彼は、先程までの怯えようとはまったく別人のように、二人を見下ろし、フッと
ニヒルに笑いかけると、そのまま透明になり、あたりの景色の中に溶け込んで
しまった。
二人が、そこから動くことは、しばらくは出来ないでいた。
彼は、やはり人間ではないのか?
二人の頭の中には、いくつもの疑問が駆け巡っていた。
口を開いたのは、ケインが先であった。
「マスターが言ってたんだ。いずれ、彼の部下と会えるかも知れないって。マスター
自らが、わざわざこんなところに現れるわけはないし。あの吟遊詩人は、きっと、
マスターがよこした部下ってヤツに違いない……! 『ドラゴン・マスター』の
呼び名を知っていたのが証拠だ」
吟遊詩人だったものが消えた空を、キッと見上げたまま、そう呟くケインの横顔を、
マリスは見上げた。
「今すぐ、ドラゴンの谷を目指す? 」
「魔道士の医者を見つけて、クレアの怪我を治してからだ」
「ヴァルのことは、待たないの? 」
「ああ。もし、あれが、俺のカン通り、マスターの使者だったなら、ドラゴンの谷へ
行くのは、きみたちではなく、『俺の』使命なんだからな」
ケインは、マリスを改めて見直した。
「この間、洞窟の中で、マスター・ソードの魔石の話をしたのを覚えてるか? 」
マリスが、こくんと頷く。
三つの魔石に、本来の魔力を分散させているドラゴン・マスター・ソード。
そのうちのひとつしか、まだ能力は注がれていない。
「マスターが、夢の中で、魔石のある場所に連れていってくれた。自然の森の中に、
ぽっかりできた綺麗な泉のあるところだった。あれは、人間界ではなかった」
「覚えているわ。そう言ってたわね」
「夢の中で、マスターは魔石を見つける手助けとして、部下を人間界に送り込んだと
も言っていたのを、今思い出した。あの吟遊詩人が彼の部下なら、ドラゴンの谷が、
もしかしたら、二つ目の魔石と関係あるのかも知れない。

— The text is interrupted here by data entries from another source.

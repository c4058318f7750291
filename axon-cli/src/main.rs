mod repl;

use std::env;
use std::ffi::OsString;
use std::fs;
use std::io::{IsTerminal, Write};
use std::path::{Path, PathBuf};
use std::process::Command;

use anyhow::{bail, Context, Result};
use clap::Parser as ClapParser;
use tempfile::Builder as TempBuilder;

use axon_compiler::{
    CompileOptions, Compiler, Decl, Diagnostic, DiagnosticLevel, Lexer, Parser, SourceFile,
    SourceId,
};

const USAGE: &str = "\
Axon Programming Language

USAGE:
    axon [FLAGS] [COMMAND] [FILE]

FLAGS:
    -h, --help       Show this help message
    -v, --version    Show version information

COMMANDS:
    axon                      Start interactive REPL
    axon <file.ax>            Compile a file to an object file
    axon repl                 Start interactive REPL
    axon build <file.ax>      Compile and link to an executable
    axon lex <file.ax>        Tokenize and print the token stream
    axon parse <file.ax>      Parse and print a declaration summary
    axon check <file.ax>      Type-check and report errors only
    axon emit-ir <file.ax>    Print textual IR to stdout";

#[derive(ClapParser)]
#[command(name = "axon lex", about = "Tokenize a source file and print the token stream.")]
struct LexCli {
    /// Path to an Axon source file.
    input: PathBuf,
}

#[derive(ClapParser)]
#[command(name = "axon parse", about = "Parse a source file and print a declaration summary.")]
struct ParseCli {
    input: PathBuf,
}

#[derive(ClapParser)]
#[command(name = "axon check", about = "Run the full type-check and report errors.")]
struct CheckCli {
    input: PathBuf,
}

#[derive(ClapParser)]
#[command(name = "axon emit-ir", about = "Dump textual IR to stdout.")]
struct EmitIrCli {
    input: PathBuf,
}

#[derive(ClapParser)]
#[command(name = "axon build", about = "Compile and link to an executable.")]
struct BuildCli {
    /// Path to an Axon source file.
    input: PathBuf,

    /// Destination for the produced binary (defaults to the input stem).
    #[arg(short, long, value_name = "PATH")]
    output: Option<PathBuf>,

    /// Optimization level passed to the system toolchain.
    #[arg(short = 'O', value_name = "LEVEL", default_value_t = 0,
          value_parser = clap::value_parser!(u8).range(0..=3))]
    opt_level: u8,

    /// Print phase progress and toolchain invocations.
    #[arg(short, long)]
    verbose: bool,
}

fn main() -> Result<()> {
    let raw: Vec<OsString> = env::args_os().collect();

    match raw.get(1).and_then(|arg| arg.to_str()) {
        None | Some("repl") => repl::run(),
        Some("-h") | Some("--help") => {
            println!("{USAGE}");
            Ok(())
        }
        Some("-v") | Some("--version") => {
            println!("Axon {}", env!("CARGO_PKG_VERSION"));
            Ok(())
        }
        Some("lex") => {
            let cli = LexCli::parse_from(strip_subcommand(raw));
            run_lex(&cli.input)
        }
        Some("parse") => {
            let cli = ParseCli::parse_from(strip_subcommand(raw));
            run_parse(&cli.input)
        }
        Some("check") => {
            let cli = CheckCli::parse_from(strip_subcommand(raw));
            run_check(&cli.input)
        }
        Some("emit-ir") => {
            let cli = EmitIrCli::parse_from(strip_subcommand(raw));
            run_emit_ir(&cli.input)
        }
        Some("build") => {
            let cli = BuildCli::parse_from(strip_subcommand(raw));
            run_build(&cli)
        }
        Some(_) => {
            #[derive(ClapParser)]
            #[command(name = "axon", about = "Compile an Axon source file to an object file.")]
            struct CompileCli {
                input: PathBuf,
            }
            let cli = CompileCli::parse_from(raw);
            run_compile_to_object(&cli.input)
        }
    }
}

fn strip_subcommand(mut raw: Vec<OsString>) -> Vec<OsString> {
    if raw.len() > 1 {
        raw.remove(1);
    }
    raw
}

fn load_source(path: &Path) -> Result<SourceFile> {
    let contents = fs::read_to_string(path)
        .with_context(|| format!("Could not open file '{}'", path.display()))?;
    Ok(SourceFile::new(SourceId(0), path.to_path_buf(), contents))
}

/// `<filename>:<line>:<column>: error: <message>` on stderr, with the
/// category bolded when stderr is a terminal.
fn print_diagnostic(filename: &str, diagnostic: &Diagnostic) {
    let category = match diagnostic.level {
        DiagnosticLevel::Error => "error",
        DiagnosticLevel::Warning => "warning",
    };
    let styled = if std::io::stderr().is_terminal() {
        match diagnostic.level {
            DiagnosticLevel::Error => format!("\x1b[1;31m{category}\x1b[0m"),
            DiagnosticLevel::Warning => format!("\x1b[1;33m{category}\x1b[0m"),
        }
    } else {
        category.to_string()
    };

    match diagnostic.location {
        Some(location) => eprintln!(
            "{filename}:{}:{}: {styled}: {}",
            location.line, location.column, diagnostic.message
        ),
        None => eprintln!("{filename}: {styled}: {}", diagnostic.message),
    }
}

fn print_all(filename: &str, diagnostics: &[Diagnostic]) {
    for diagnostic in diagnostics {
        print_diagnostic(filename, diagnostic);
    }
}

fn run_lex(input: &Path) -> Result<()> {
    let source = load_source(input)?;
    let filename = source.display_name();
    let mut lexer = Lexer::new(&source);
    let tokens = lexer.tokenize_all();

    for token in &tokens {
        println!(
            "{:>4}:{:<4} {:?} {:?}",
            token.location.line, token.location.column, token.kind, token.lexeme
        );
    }

    if lexer.has_errors() {
        print_all(&filename, lexer.diagnostics().entries());
        bail!("Lexing failed");
    }
    Ok(())
}

fn run_parse(input: &Path) -> Result<()> {
    let source = load_source(input)?;
    let filename = source.display_name();
    let lexer = Lexer::new(&source);
    let mut parser = Parser::new(lexer, filename.clone());
    let program = parser.parse();
    let diagnostics = parser.into_diagnostics();

    if diagnostics.has_errors() {
        print_all(&filename, diagnostics.entries());
        bail!("Parsing failed");
    }

    println!("Declarations: {}", program.declarations.len());
    for (index, decl) in program.declarations.iter().enumerate() {
        println!("  [{index}] {}", describe_declaration(decl));
    }
    Ok(())
}

fn describe_declaration(decl: &Decl) -> String {
    match decl {
        Decl::Fn(decl) => format!("fn {} ({} params)", decl.name, decl.params.len()),
        Decl::Struct(decl) => format!("struct {}", decl.name),
        Decl::Class(decl) => format!("class {}", decl.name),
        Decl::Trait(decl) => format!("trait {}", decl.name),
        Decl::Impl(decl) => match &decl.trait_name {
            Some(trait_name) => format!("impl {} for {}", trait_name, decl.type_name),
            None => format!("impl {}", decl.type_name),
        },
        Decl::Enum(decl) => format!("enum {} ({} variants)", decl.name, decl.variants.len()),
        Decl::TypeAlias(decl) => format!("type {}", decl.name),
        Decl::Import(decl) => format!("import {}", decl.module_path),
    }
}

fn run_check(input: &Path) -> Result<()> {
    let source = load_source(input)?;
    let filename = source.display_name();
    let mut compiler = Compiler::new(CompileOptions::default());
    if compiler.compile(&source).is_err() {
        print_all(&filename, compiler.diagnostics().entries());
        bail!("Check failed");
    }
    Ok(())
}

fn run_emit_ir(input: &Path) -> Result<()> {
    let source = load_source(input)?;
    let filename = source.display_name();
    let mut compiler = Compiler::new(CompileOptions::default());
    let compilation = match compiler.compile(&source) {
        Ok(compilation) => compilation,
        Err(err) => {
            print_all(&filename, compiler.diagnostics().entries());
            return Err(err.context("Compilation failed"));
        }
    };

    let ir = compilation.emit_ir()?;
    print!("{ir}");
    Ok(())
}

fn run_compile_to_object(input: &Path) -> Result<()> {
    let source = load_source(input)?;
    let filename = source.display_name();
    let mut compiler = Compiler::new(CompileOptions::default());
    let compilation = match compiler.compile(&source) {
        Ok(compilation) => compilation,
        Err(err) => {
            print_all(&filename, compiler.diagnostics().entries());
            return Err(err.context("Compilation failed"));
        }
    };

    let ir = compilation.emit_ir()?;
    let object_path = input.with_extension("obj");
    emit_object(&ir, &object_path, 0, false)?;
    Ok(())
}

fn run_build(cli: &BuildCli) -> Result<()> {
    if cli.verbose {
        println!("Compiling {}...", cli.input.display());
    }

    let source = load_source(&cli.input)?;
    let filename = source.display_name();
    let mut compiler = Compiler::new(CompileOptions::default());
    let compilation = match compiler.compile(&source) {
        Ok(compilation) => compilation,
        Err(err) => {
            print_all(&filename, compiler.diagnostics().entries());
            return Err(err.context("Compilation failed"));
        }
    };

    let ir = compilation.emit_ir()?;
    let object_path = cli.input.with_extension("obj");
    emit_object(&ir, &object_path, cli.opt_level, cli.verbose)?;

    let exe_path = cli
        .output
        .clone()
        .unwrap_or_else(|| cli.input.with_extension(env::consts::EXE_EXTENSION));
    link_executable(&object_path, &exe_path, cli.verbose)?;
    println!("Build successful: {}", exe_path.display());
    Ok(())
}

/// Writes the textual IR to a scratch file and shells out to the system
/// toolchain for object emission. clang is required here: it consumes .ll
/// directly.
fn emit_object(ir: &str, object_path: &Path, opt_level: u8, verbose: bool) -> Result<()> {
    if find_tool("clang").is_none() {
        bail!("No LLVM toolchain found (clang is required to assemble IR)");
    }

    let mut ir_file = TempBuilder::new()
        .prefix("axon")
        .suffix(".ll")
        .tempfile()
        .context("failed to create scratch file for IR")?;
    ir_file
        .write_all(ir.as_bytes())
        .context("failed to write IR")?;

    if verbose {
        println!(
            "Generating {} (optimization level {opt_level})",
            object_path.display()
        );
    }

    let status = Command::new("clang")
        .arg("-c")
        .arg(format!("-O{opt_level}"))
        .arg(ir_file.path())
        .arg("-o")
        .arg(object_path)
        .status()
        .context("failed to run clang")?;
    if !status.success() {
        bail!("Failed to generate object file");
    }
    Ok(())
}

fn link_executable(object_path: &Path, exe_path: &Path, verbose: bool) -> Result<()> {
    let linker = find_tool("clang")
        .or_else(|| find_tool("cc"))
        .ok_or_else(|| anyhow::anyhow!("No linker found (clang or cc required)"))?;

    if verbose {
        println!(
            "$ {linker} {} -o {}",
            object_path.display(),
            exe_path.display()
        );
    }

    let status = Command::new(&linker)
        .arg(object_path)
        .arg("-o")
        .arg(exe_path)
        .status()
        .with_context(|| format!("failed to run {linker}"))?;
    if !status.success() {
        bail!("Linking failed");
    }
    Ok(())
}

fn find_tool(name: &str) -> Option<String> {
    let ok = Command::new(name)
        .arg("--version")
        .output()
        .map(|output| output.status.success())
        .unwrap_or(false);
    ok.then(|| name.to_string())
}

二つ目の魔石の力を手に
入れれば、マスター・ソードは、今よりもっと強化できる」
ケインは、真面目な表情で続けた。
「ただし、そこで、どのくらいの時間がかかるのかはわからないし、あまりに長期間、
クレアやカイルのことを放っておくのは心配だ。なにがあるかわからないから、四人
で一緒に行こう。四人でいるのが、一番安全な気がする」
「……もし、本当にドラゴンの棲む谷があるんだとしたら、次元の通路とは無関係
でも、あたしも見てみたい。ひとつ目の魔石は、見損なっちゃったんだもの。どんな
ものなのか、どんな能力なのか、二つ目こそは、見てみたいわ」
ケインの、彼女を見つめる青い瞳がほころび、そこには、強い意志が表す光が浮か
ぶ。
それを、マリスは、勇者らしい目だな、と思った。